Service Olympiad
The UK itSMF was having a twitterchat last night on the #itSMFbig4 hashtag. During the interesting, but fairly frenetic and disjointed experience that is a twitterchat, I thought of this as a possible idea when chatting to James Finister @jimbofin, so twitterchats can certainly produce a productive interaction.
This is the idea, in a bit more detail. A competition would be set up, called the ‘Service Olympiad’ run by and sponsored by the global itSMF organisation – or it could be set up with the BCS, a business school, SFIA or ISACA, or the Open Group, or, indeed, a combination of these and others involved with services, such as the Taking Service Forward initiative. Maybe a company would be set up just for this.
The ultimate aim of the competition would be to raise awareness of the importance of services and help improve the skills being developed for those who will be governing, managing and operating the delivery and consumption services in the future.
Schools, Universities, Colleges and Business schools would be invited to register, for a fee (all the work to set this up would cost a bit). Every institution that registered would form a team, a bit like ‘University Challenge’, which would work together on a scenario set by the Olympiad team. A panel of experts would judge their submissions and the second round would be competition between the top seeds from the initial submission. There’d be a third, and possibly fourth elimination round. Then the final would involve the top two teams competing in a live event. They’d give a presentation to a team of experts, representing the board of a fictional company, and the presentation that convinced the board would be the winner.
The sponsors would find worthwhile prizes for the winning team, and the other finalist, that, as well as the odd desirable item, like an iPad, would include an apprenticeship with a company, or a year’s study at a business school or similar.
Teams would be drawn from students reading business studies (MBA students might be eligible – but that would have to be thought out carefully), hospitality management, computer science, logistics & supply chain management and other studies that involve services at their core. Maybe even law, accounting and auditing.
The team competitions would involve business simulations with a scenario to which they need to produce business cases and service strategy, design and transition plans. Something like this one: http://www.theitsmreview.com/2013/07/consultant/
It might make sense to pilot this in the UK, as part of the #itSMBig4 skills initiative, but I think, in an ideal world, most itSMF chapters could run an Olympiad in their country, with the final being a global event – not that would be good publicity!

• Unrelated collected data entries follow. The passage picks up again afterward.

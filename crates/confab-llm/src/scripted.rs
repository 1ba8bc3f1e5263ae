//! Deterministic completion driver for tests.
//!
//! Responses are queued up front; each request pops the next one, optionally
//! re-streamed chunk by chunk so callbacks and partial-parse batching are
//! exercised exactly like a live vendor stream.

use std::collections::VecDeque;
use std::sync::Mutex;

use async_trait::async_trait;
use serde_json::Value;

use crate::history::LlmHistory;
use crate::info::ModelInfo;
use crate::message::{Thought, XmlSection};
use crate::model::{
    build_system, parse_completion, CompletionArgs, CompletionDriver, LlmCallback,
    NativeCompletion, PartialToolCall, StreamEmitter,
};
use crate::LlmError;

/// One canned model response.
#[derive(Debug, Clone, Default)]
pub struct ScriptedCompletion {
    pub answer: String,
    pub thoughts: Vec<Thought>,
    pub tool_calls: Vec<PartialToolCall>,
}

impl ScriptedCompletion {
    pub fn text(answer: impl Into<String>) -> Self {
        Self {
            answer: answer.into(),
            ..Default::default()
        }
    }

    pub fn with_thought(mut self, text: &str, signature: Option<&str>) -> Self {
        self.thoughts.push(Thought {
            text: text.to_string(),
            signature: signature.map(str::to_string),
        });
        self
    }

    pub fn with_tool_call(mut self, name: &str, arguments: Value) -> Self {
        self.tool_calls.push(PartialToolCall {
            id: None,
            name: name.to_string(),
            arguments: arguments.to_string(),
        });
        self
    }
}

/// A record of one request the driver served.
#[derive(Debug, Clone)]
pub struct ScriptedRequest {
    pub params: Value,
}

#[derive(Default)]
pub struct ScriptedDriver {
    responses: Mutex<VecDeque<ScriptedCompletion>>,
    requests: Mutex<Vec<ScriptedRequest>>,
}

impl ScriptedDriver {
    pub fn new(responses: Vec<ScriptedCompletion>) -> Self {
        Self {
            responses: Mutex::new(responses.into()),
            requests: Mutex::new(Vec::new()),
        }
    }

    pub fn push(&self, completion: ScriptedCompletion) {
        self.responses.lock().unwrap().push_back(completion);
    }

    /// Every request body the driver has served, oldest first.
    pub fn requests(&self) -> Vec<ScriptedRequest> {
        self.requests.lock().unwrap().clone()
    }
}

#[async_trait]
impl CompletionDriver for ScriptedDriver {
    fn build_params(
        &self,
        info: &ModelInfo,
        args: &CompletionArgs,
        history: &mut LlmHistory,
    ) -> Result<Value, LlmError> {
        // Render for real so the history machinery is exercised in tests.
        let messages = history.render_openai(info.limit_media)?;
        let mut body = serde_json::json!({
            "model": info.native_name,
            "messages": messages,
            "tools": args.tools.iter().map(|tool| tool.as_openai()).collect::<Vec<_>>(),
        });
        if let Some(system) = build_system(info, args) {
            body["system"] = Value::from(system);
        }
        if args.callback.is_some() {
            body["stream"] = Value::Bool(true);
        }
        Ok(body)
    }

    async fn execute(
        &self,
        info: &ModelInfo,
        params: &Value,
        callback: Option<&LlmCallback>,
        xml_sections: &[XmlSection],
    ) -> Result<NativeCompletion, LlmError> {
        self.requests.lock().unwrap().push(ScriptedRequest {
            params: params.clone(),
        });

        let scripted = self
            .responses
            .lock()
            .unwrap()
            .pop_front()
            .ok_or_else(|| LlmError::Network("scripted driver exhausted".to_string()))?;

        if callback.is_some() {
            // Re-stream the answer in small chunks to exercise the partial
            // parse batching.
            let mut emitter = StreamEmitter::new(callback, xml_sections, info);
            let mut partial = String::new();
            for chunk in scripted
                .answer
                .as_bytes()
                .chunks(16)
                .map(|chunk| String::from_utf8_lossy(chunk).to_string())
            {
                partial.push_str(&chunk);
                emitter.accumulate(&chunk);
                emitter.maybe_emit(false, &partial, &scripted.thoughts, &[])?;
            }
            for index in 0..scripted.tool_calls.len() {
                emitter.maybe_emit(
                    true,
                    &partial,
                    &scripted.thoughts,
                    &scripted.tool_calls[..=index],
                )?;
            }
        }

        let completion = NativeCompletion::parse(
            &scripted.answer,
            scripted.thoughts.clone(),
            &scripted.tool_calls,
            true,
            info.supports_think,
        );
        if let Some(callback) = callback {
            callback(parse_completion(&completion, xml_sections, info.supports_tools))?;
        }
        Ok(completion)
    }
}

#[cfg(test)]
mod tests {
    use super::*;
    use crate::catalog::stub_model_info;
    use crate::message::LlmPart;
    use crate::model::LlmModel;
    use confab_core::{AgentId, UserId};
    use std::sync::Arc;

    fn model(responses: Vec<ScriptedCompletion>) -> LlmModel {
        LlmModel::new(
            stub_model_info(),
            Arc::new(ScriptedDriver::new(responses)),
            vec![],
        )
    }

    #[tokio::test]
    async fn scripted_text_round_trip() {
        let model = model(vec![ScriptedCompletion::text("boop")]);
        let args = CompletionArgs {
            system: Some("You are a helpful assistant.".to_string()),
            messages: vec![LlmPart::prompt(
                AgentId::User(UserId::generate()),
                "Answer with 'boop' and nothing else.",
            )],
            ..Default::default()
        };
        let (parts, state) = model.get_completion(args).await.unwrap();

        assert!(matches!(
            &parts[0],
            LlmPart::Text { content, .. } if content == "boop"
        ));
        // The state history recorded both the prompt and the answer.
        assert_eq!(state.history.current.len(), 2);
    }

    #[tokio::test]
    async fn streaming_callback_sees_partials_and_final() {
        let seen = Arc::new(Mutex::new(Vec::<usize>::new()));
        let record = Arc::clone(&seen);
        let callback: LlmCallback = Arc::new(move |parts| {
            record.lock().unwrap().push(parts.len());
            Ok(())
        });

        let long_answer = "word ".repeat(40);
        let model = model(vec![ScriptedCompletion::text(long_answer)]);
        let args = CompletionArgs {
            callback: Some(callback),
            messages: vec![LlmPart::prompt(AgentId::User(UserId::generate()), "go")],
            ..Default::default()
        };
        model.get_completion(args).await.unwrap();

        // At least one partial plus the final parse.
        assert!(seen.lock().unwrap().len() >= 2);
    }

    #[tokio::test]
    async fn callback_stop_cancels_the_completion() {
        let callback: LlmCallback =
            Arc::new(|_parts| Err(confab_core::StoppedError::stopped()));
        let model = model(vec![ScriptedCompletion::text("x".repeat(200))]);
        let args = CompletionArgs {
            callback: Some(callback),
            messages: vec![LlmPart::prompt(AgentId::User(UserId::generate()), "go")],
            ..Default::default()
        };
        let err = model.get_completion(args).await.unwrap_err();
        assert!(matches!(err, LlmError::Stopped(_)));
    }

    #[tokio::test]
    async fn exhausted_script_is_a_network_error() {
        let model = model(vec![]);
        let args = CompletionArgs {
            messages: vec![LlmPart::prompt(AgentId::User(UserId::generate()), "go")],
            ..Default::default()
        };
        assert!(matches!(
            model.get_completion(args).await.unwrap_err(),
            LlmError::Network(_)
        ));
    }
}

Elimination events like this are good for generating excitement and interest, but there’s the problem of all the good and enthusiastic teams that only make the first or second round. It would be a pity for that to be the end of their interest. So I think it would be good to have an individual event too, an essay writing competition, to run alongside the team event, open to all entrants, with the winner being a member of the judging panel of the finals (as long as there was not conflict of interest, of course!).
The judges would be looking for creativity, inventiveness and style, naturally, but also, well grounded understanding of the organisations, their values and requirements. Teams would have to be able to convince that their approach would get past the various gatekeepers between them and the board, so it would involve some evidence of negotiating skill, collaborative consulting and some insight into how organisational management works.